To be super cliché, I don’t do love, rather I don’t feel love, at least not the hearts and flutters and serotonin that I am told people usually feel. I tell people this up front, and it has gone unheard time and time again. And in the end, it always goes badly and someone always gets hurt. I generally get called a cold unfeeling bitch. Because how can I not feel the same?! Or worse I will be told, then “I’ll just have to teach you how to love”.
Needless to say, I hate everything this implies. I have been in many long term unhealthy relationships because, maybe one day I’ll feel it, right? No dice. Can someone be aromantic but not asexual? And is there any way at all that I can be considered relationship material with out the love connection? Or am I going to be stuck with short term because people assume that I don’t feel anything just because I don’t feel as strongly as they do? Help!
Not A Fixer-Upper
This is a really good question, NAFU, because this goes further than folks not understanding concepts like asexuality or being aromantic and straight to “folks only hearing what they want to hear”. And hey, I can’t say I haven’t done the exact same thing; during one of my early relationships, a woman told me she was not looking for anything serious and didn’t want a boyfriend. I, of course, said “cool, not a problem.” Well, that’s what I said out loud, anyway. What I thought was “…bet I can change your mind!”
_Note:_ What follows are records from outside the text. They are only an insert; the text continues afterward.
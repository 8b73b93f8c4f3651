use issuer_crypto::Hasher;
use serde_json::{Map, Value, json};

use crate::proto::jwt::mapper::string_to_b64url_string;
use crate::provider::credential_formatter::error::FormatterError;

pub(super) const SELECTIVE_DISCLOSURE_MARKER: &str = "_sd";

// The algorithm follows: https://datatracker.ietf.org/doc/html/draft-ietf-oauth-selective-disclosure-jwt-14#section-4.2.1
/// Returns all disclosures (nested ones included) and the digests of the top level claims.
pub(super) fn compute_object_disclosures(
    object: &Map<String, Value>,
    hasher: &dyn Hasher,
) -> Result<(Vec<String>, Vec<String>), FormatterError> {
    let mut disclosures = vec![];
    let mut digests = vec![];

    for (key, value) in object {
        let disclosure = match value {
            Value::Object(nested) => {
                let (nested_disclosures, nested_digests) =
                    compute_object_disclosures(nested, hasher)?;
                disclosures.extend(nested_disclosures);

                compute_disclosure_for(
                    key,
                    &json!({ SELECTIVE_DISCLOSURE_MARKER: nested_digests }),
                )?
            }
            _ => compute_disclosure_for(key, value)?,
        };

        let digest = hasher
            .hash_base64(disclosure.as_bytes())
            .map_err(|e| FormatterError::CouldNotFormat(e.to_string()))?;

        disclosures.push(disclosure);
        digests.push(digest);
    }

    // claim order must not be derivable from the digests
    digests.sort_unstable();

    Ok((disclosures, digests))
}

fn compute_disclosure_for(key: &str, value: &Value) -> Result<String, FormatterError> {
    let salt = issuer_crypto::utilities::generate_salt_base64_16();

    let array = json!([salt, key, value]).to_string();

    string_to_b64url_string(&array).map_err(FormatterError::from)
}
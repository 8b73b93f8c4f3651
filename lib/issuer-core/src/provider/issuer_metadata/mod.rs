use serde_json::Value;
use thiserror::Error;

use self::model::{CredentialConfiguration, IssuerCredentialResponseEncryption};

pub mod model;
pub mod static_provider;


#[derive(Debug, Error)]
pub enum IssuerMetadataError {
    #[error("Credential configuration `{0}` is not offered")]
    UnknownCredentialConfiguration(String),
    #[error("Unsupported metadata version `{0}`, must be 1.0")]
    UnsupportedVersion(String),
    #[error("Could not read metadata file `{path}`: {source}")]
    Io {
        path: String,
        source: std::io::Error,
    },
    #[error("Could not parse metadata: {0}")]
    Parsing(#[from] serde_json::Error),
}

/// Source of the published issuer metadata and OpenID configuration
#[cfg_attr(any(test, feature = "mock"), mockall::automock)]
pub trait IssuerMetadataProvider: Send + Sync {
    /// Credential issuer identifier, expected as proof audience
    fn credential_issuer(&self) -> String;

    fn get_credential_configuration(
        &self,
        credential_configuration_id: &str,
    ) -> Result<CredentialConfiguration, IssuerMetadataError>;

    fn response_encryption(&self) -> Option<IssuerCredentialResponseEncryption>;

    /// Document served at `/.well-known/openid-credential-issuer`
    fn issuer_metadata(&self) -> Value;

    /// Document served at `/.well-known/openid-configuration`
    fn openid_configuration(&self) -> Value;
}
Needless to say, that relationship ended a little under six months later. I did not, in fact, change her mind. Even a little.
So, there’re a couple of things going on here, and they’re intertwined like horny snakes. On the micro level, we have a situation like yours: dudes who don’t seem to be willing to accept that being aromantic is a thing. Some of this can be chalked up to ignorance; while the asexuality spectrum – including aromanticism – has been increasingly studied and accepted, the concept of it hasn’t really reached mainstream cultural penetration yet. Most references to asexuality either come from relatively niche sources (such as, say, dating columnists with podcasts) or in mass-media with an audience that tends to have already heard of it.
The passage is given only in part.